THE RECORDS –
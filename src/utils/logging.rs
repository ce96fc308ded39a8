//! Structured Logging with Sensitive Data Redaction
//!
//! Every QR code artifact carries material that must never reach a log
//! line verbatim. Fields are redacted by name:
//! - Private keys, mnemonics, passwords, ciphertexts and salts are hidden
//! - Chain ids, public keys and addresses keep a short prefix and suffix
//! - Transaction payloads are reduced to their length

use std::fmt;
use std::sync::atomic::{AtomicBool, Ordering};

/// Global flag to enable/disable debug logging
static DEBUG_ENABLED: AtomicBool = AtomicBool::new(false);

/// Enable debug logging
pub fn enable_debug() {
    DEBUG_ENABLED.store(true, Ordering::SeqCst);
}

/// Disable debug logging
pub fn disable_debug() {
    DEBUG_ENABLED.store(false, Ordering::SeqCst);
}

/// Check if debug logging is enabled
pub fn is_debug_enabled() -> bool {
    DEBUG_ENABLED.load(Ordering::SeqCst)
}

/// Log levels
#[derive(Debug, Clone, Copy, PartialEq, Eq, PartialOrd, Ord)]
pub enum LogLevel {
    Debug,
    Info,
    Warn,
    Error,
}

impl fmt::Display for LogLevel {
    fn fmt(&self, f: &mut fmt::Formatter<'_>) -> fmt::Result {
        match self {
            LogLevel::Debug => write!(f, "DEBUG"),
            LogLevel::Info => write!(f, "INFO"),
            LogLevel::Warn => write!(f, "WARN"),
            LogLevel::Error => write!(f, "ERROR"),
        }
    }
}

/// Structured log entry
#[derive(Debug)]
pub struct LogEntry {
    pub level: LogLevel,
    pub module: &'static str,
    pub message: String,
    pub fields: Vec<(&'static str, String)>,
}

impl LogEntry {
    pub fn new(level: LogLevel, module: &'static str, message: impl Into<String>) -> Self {
        Self {
            level,
            module,
            message: message.into(),
            fields: Vec::new(),
        }
    }

    /// Add a field to the log entry (auto-redacts sensitive data)
    pub fn field(mut self, key: &'static str, value: impl fmt::Display) -> Self {
        let redacted = redact_field(key, &value.to_string());
        self.fields.push((key, redacted));
        self
    }

    /// Render the entry without emitting it
    pub fn render(&self) -> String {
        let timestamp = chrono::Utc::now().format("%Y-%m-%dT%H:%M:%S%.3fZ");
        let mut line = format!("[{}] {} [{}] {}", timestamp, self.level, self.module, self.message);

        if !self.fields.is_empty() {
            let fields = self
                .fields
                .iter()
                .map(|(k, v)| format!("{}={}", k, v))
                .collect::<Vec<_>>()
                .join(" ");
            line.push_str(" | ");
            line.push_str(&fields);
        }
        line
    }

    /// Log the entry
    pub fn log(self) {
        if self.level == LogLevel::Debug && !is_debug_enabled() {
            return;
        }
        eprintln!("{}", self.render());
    }
}

const SECRET_KEYS: [&str; 9] = [
    "password",
    "passphrase",
    "private",
    "mnemonic",
    "seed",
    "secret",
    "ciphertext",
    "salt",
    "plain",
];

const IDENTITY_KEYS: [&str; 5] = ["chain_id", "generation_hash", "public_key", "publickey", "address"];

/// Redact a value according to what its key suggests it holds
fn redact_field(key: &str, value: &str) -> String {
    let key_lower = key.to_lowercase();

    if SECRET_KEYS.iter().any(|k| key_lower.contains(k)) {
        return redact_secret(value);
    }
    if IDENTITY_KEYS.iter().any(|k| key_lower.contains(k)) {
        return redact_identity(value);
    }
    if key_lower.contains("payload") {
        return format!("[{}chars]", value.len());
    }
    value.to_string()
}

/// Fully redact a sensitive value
fn redact_secret(value: &str) -> String {
    match value.len() {
        0 => "[EMPTY]".to_string(),
        1..=4 => "[REDACTED]".to_string(),
        len => format!("[REDACTED:{}chars]", len),
    }
}

/// Keep the first 6 and last 4 characters of an identifier
fn redact_identity(value: &str) -> String {
    let trimmed = value.trim();

    if trimmed.is_empty() {
        return "[EMPTY]".to_string();
    }
    if !trimmed.is_ascii() || trimmed.len() <= 13 {
        return trimmed.to_string();
    }
    format!("{}...{}", &trimmed[..6], &trimmed[trimmed.len() - 4..])
}

#[doc(hidden)]
#[macro_export]
macro_rules! __log_at {
    ($level:ident, $module:expr, $msg:expr) => {
        $crate::utils::logging::LogEntry::new(
            $crate::utils::logging::LogLevel::$level,
            $module,
            $msg
        ).log()
    };
    ($level:ident, $module:expr, $msg:expr, $($key:ident = $value:expr),* $(,)?) => {
        $crate::utils::logging::LogEntry::new(
            $crate::utils::logging::LogLevel::$level,
            $module,
            $msg
        )
        $(.field(stringify!($key), &$value))*
        .log()
    };
}

/// Convenience macro for debug logging
#[macro_export]
macro_rules! log_debug {
    ($($args:tt)*) => { $crate::__log_at!(Debug, $($args)*) };
}

/// Convenience macro for warning logging
#[macro_export]
macro_rules! log_warn {
    ($($args:tt)*) => { $crate::__log_at!(Warn, $($args)*) };
}

#[cfg(test)]
mod tests {
    use super::*;

    #[test]
    fn test_redact_secret() {
        assert_eq!(redact_secret(""), "[EMPTY]");
        assert_eq!(redact_secret("abc"), "[REDACTED]");
        assert_eq!(redact_secret("secret_key_12345"), "[REDACTED:16chars]");
    }

    #[test]
    fn test_redact_identity() {
        let hash = "9F1979BEBA29C47E59B40393ABB516801A353CFC0C18BC241FEDE41939C907E7";
        assert_eq!(redact_identity(hash), "9F1979...07E7");
        assert_eq!(redact_identity("no-chain-id"), "no-chain-id");
        assert_eq!(redact_identity("  "), "[EMPTY]");
    }

    #[test]
    fn test_redact_field() {
        assert!(redact_field("private_key", "749F1FF1972CD465").contains("REDACTED"));
        assert!(redact_field("ciphertext", "56d310848ee93d07").contains("REDACTED"));
        assert!(redact_field("plainMnemonic", "stumble shoot").contains("REDACTED"));
        assert_eq!(redact_field("payload", "B000000000"), "[10chars]");
        assert_eq!(redact_field("qr_type", "ExportAccount(2)"), "ExportAccount(2)");
    }

    #[test]
    fn test_log_entry_fields() {
        let entry = LogEntry::new(LogLevel::Warn, "schema::account", "parse failed")
            .field("qr_type", 2)
            .field("password", "password");

        let password = entry.fields.iter().find(|(k, _)| *k == "password").unwrap();
        assert!(password.1.contains("REDACTED"));

        let line = entry.render();
        assert!(line.contains("WARN [schema::account] parse failed | qr_type=2"));
    }
}
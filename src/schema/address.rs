//! Export address schema: `data = {name, address}`

use serde_json::{json, Value};

use super::QrCodeDataSchema;
use crate::artifact::AddressQr;
use crate::envelope::Envelope;
use crate::error::QrResult;
use crate::types::QrCodeType;
use crate::utils::require_json_string;

pub struct ExportAddressDataSchema;

impl QrCodeDataSchema for ExportAddressDataSchema {
    type Artifact = AddressQr;

    fn get_data(qr: &AddressQr) -> QrResult<Value> {
        Ok(json!({
            "name": qr.name(),
            "address": qr.account_address(),
        }))
    }
}

impl ExportAddressDataSchema {
    pub fn parse(json: &str) -> QrResult<AddressQr> {
        Self::from_envelope(Envelope::parse(json, QrCodeType::ExportAddress)?)
    }

    pub(crate) fn from_envelope(envelope: Envelope) -> QrResult<AddressQr> {
        let name = require_json_string(&envelope.data, "name")?;
        let address = require_json_string(&envelope.data, "address")?;
        Ok(AddressQr::new(name, address, envelope.network_id, envelope.chain_id))
    }
}

#[cfg(test)]
mod tests {
    use super::*;
    use crate::artifact::QrCodeBase;
    use crate::error::QrError;
    use crate::types::NetworkType;

    #[test]
    fn test_parse_roundtrip() {
        let address = AddressQr::new(
            "test-address-1",
            "TA6QZTYPOIYQYR5NRY4WQ2WRQUX2FN5UK2DO6DI",
            NetworkType::TEST_NET,
            "no-chain-id",
        );
        let json = address.to_json().unwrap();
        let parsed = ExportAddressDataSchema::parse(&json).unwrap();

        assert!(json.contains("\"address\":\"TA6QZTYPOIYQYR5NRY4WQ2WRQUX2FN5UK2DO6DI\""));
        assert_eq!(parsed, address);
    }

    #[test]
    fn test_parse_rejects_contact_envelope() {
        let contact = crate::artifact::ContactQr::new("x", "AB", NetworkType::TEST_NET, "");
        let err = ExportAddressDataSchema::parse(&contact.to_json().unwrap()).unwrap_err();

        assert!(matches!(err, QrError::InvalidType("AddressQR")));
    }
}
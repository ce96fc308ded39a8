use crate::schema::AddContactDataSchema;
use crate::types::{NetworkType, QrCodeType};

/// Contact shared by name and public key
#[derive(Debug, Clone, PartialEq, Eq)]
pub struct ContactQr {
    name: String,
    account_public_key: String,
    network_type: NetworkType,
    generation_hash: String,
}

impl ContactQr {
    pub fn new(
        name: impl Into<String>,
        account_public_key: impl Into<String>,
        network_type: NetworkType,
        generation_hash: impl Into<String>,
    ) -> Self {
        Self {
            name: name.into(),
            account_public_key: account_public_key.into(),
            network_type,
            generation_hash: generation_hash.into(),
        }
    }

    pub fn name(&self) -> &str {
        &self.name
    }

    pub fn account_public_key(&self) -> &str {
        &self.account_public_key
    }
}

impl_qr_code_base!(ContactQr, AddContactDataSchema, QrCodeType::AddContact, 15);
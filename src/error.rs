//! Unified error types for NIP-7 QR codes
//!
//! All decode and encode failures flow through [`QrError`]. Each variant
//! belongs to one [`ErrorKind`] so callers can branch on the category
//! (re-prompt for a password, reject the scan, ...) without matching on
//! individual variants.

use serde::{Deserialize, Serialize};
use thiserror::Error;

use crate::types::QrCodeType;

/// Main error type for all QR code operations
#[derive(Error, Debug)]
pub enum QrError {
    #[error("JSON argument cannot be empty.")]
    EmptyJson,

    #[error("Invalid json body in payload! {0}")]
    InvalidJson(#[from] serde_json::Error),

    #[error("Expected a JSON object for {0}.")]
    NotAnObject(&'static str),

    #[error("Missing mandatory field with name \"{0}\".")]
    MissingField(&'static str),

    #[error("Invalid value for field '{field}': {reason}")]
    InvalidField {
        field: &'static str,
        reason: String,
    },

    #[error("Invalid type field value for {0}.")]
    InvalidType(&'static str),

    #[error("Unrecognized QR Code 'type': '{0}'.")]
    UnrecognizedType(String),

    #[error("Invalid hex: {0}")]
    Hex(#[from] hex::FromHexError),

    #[error("Invalid base64: {0}")]
    Base64(#[from] base64::DecodeError),

    #[error("A password is required to decrypt this payload.")]
    PasswordRequired,

    #[error("Decryption failed: {0}")]
    Decryption(&'static str),

    #[error("Encryption failed: {0}")]
    Encryption(&'static str),

    #[error("Invalid private key.")]
    InvalidPrivateKey,

    #[error("Mnemonic pass phrase is not valid!")]
    InvalidMnemonic,

    #[error("Could not parse account information.")]
    AccountParse(#[source] BoxedCause),

    #[error("Could not parse mnemonic pass phrase.")]
    MnemonicParse(#[source] BoxedCause),

    #[error("No {0} was supplied to decode this QR code.")]
    MissingCollaborator(&'static str),

    #[error("{collaborator} failed: {message}")]
    Collaborator {
        collaborator: &'static str,
        message: String,
    },

    #[error("Payload too large for single QR code: {0} bytes (max {1})")]
    PayloadTooLarge(usize, usize),

    #[error("Rendering failed: {0}")]
    Render(String),
}

/// Cause kept behind a collapsed error.
///
/// Stored as a trait object so that `source()` yields the inner [`QrError`]
/// itself and `downcast_ref::<QrError>()` succeeds.
pub type BoxedCause = Box<dyn std::error::Error + Send + Sync>;

/// Result type for QR operations
pub type QrResult<T> = Result<T, QrError>;

/// Error categories for QR code operations
#[derive(Debug, Clone, Copy, PartialEq, Eq, Serialize, Deserialize)]
#[serde(rename_all = "snake_case")]
pub enum ErrorKind {
    /// Empty or syntactically invalid JSON
    MalformedInput,
    /// `type` absent or not the expected discriminant
    SchemaMismatch,
    /// Structurally required field absent
    MissingField,
    /// Decryption failure or post-decryption validation failure
    Cryptographic,
    /// `type` outside the closed set of known discriminants
    UnrecognizedType,
    /// An injected SDK capability is missing or failed
    Collaborator,
    /// Handing the envelope to a renderer failed
    Render,
}

impl QrError {
    /// Category of this error
    pub fn kind(&self) -> ErrorKind {
        match self {
            QrError::EmptyJson | QrError::InvalidJson(_) | QrError::NotAnObject(_) => {
                ErrorKind::MalformedInput
            }
            QrError::InvalidType(_) => ErrorKind::SchemaMismatch,
            QrError::MissingField(_) | QrError::InvalidField { .. } => ErrorKind::MissingField,
            QrError::Hex(_)
            | QrError::Base64(_)
            | QrError::PasswordRequired
            | QrError::Decryption(_)
            | QrError::Encryption(_)
            | QrError::InvalidPrivateKey
            | QrError::InvalidMnemonic
            | QrError::AccountParse(_)
            | QrError::MnemonicParse(_) => ErrorKind::Cryptographic,
            QrError::UnrecognizedType(_) => ErrorKind::UnrecognizedType,
            QrError::MissingCollaborator(_) | QrError::Collaborator { .. } => {
                ErrorKind::Collaborator
            }
            QrError::PayloadTooLarge(..) | QrError::Render(_) => ErrorKind::Render,
        }
    }

    /// Collapse any failure into the generic message of the given artifact type.
    ///
    /// Only account and mnemonic exports hide their cause; every other type
    /// keeps the original error.
    pub(crate) fn collapse(self, qr_type: QrCodeType) -> Self {
        match qr_type {
            QrCodeType::ExportAccount => QrError::AccountParse(Box::new(self)),
            QrCodeType::ExportMnemonic => QrError::MnemonicParse(Box::new(self)),
            _ => self,
        }
    }

    /// Underlying error of a collapsed account or mnemonic failure
    pub fn cause(&self) -> Option<&QrError> {
        match self {
            QrError::AccountParse(cause) | QrError::MnemonicParse(cause) => cause.downcast_ref::<QrError>(),
            _ => None,
        }
    }

    pub(crate) fn invalid_field(field: &'static str, reason: impl Into<String>) -> Self {
        QrError::InvalidField {
            field,
            reason: reason.into(),
        }
    }

    pub(crate) fn collaborator(collaborator: &'static str, err: impl std::fmt::Display) -> Self {
        QrError::Collaborator {
            collaborator,
            message: err.to_string(),
        }
    }
}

PROBLEM STATEMENT – All lines with the word "QrCodeDataSchema" need to be copied from the data above.

COMPLETED EXERCISE –
use super::QrCodeDataSchema;
impl QrCodeDataSchema for ExportAddressDataSchema {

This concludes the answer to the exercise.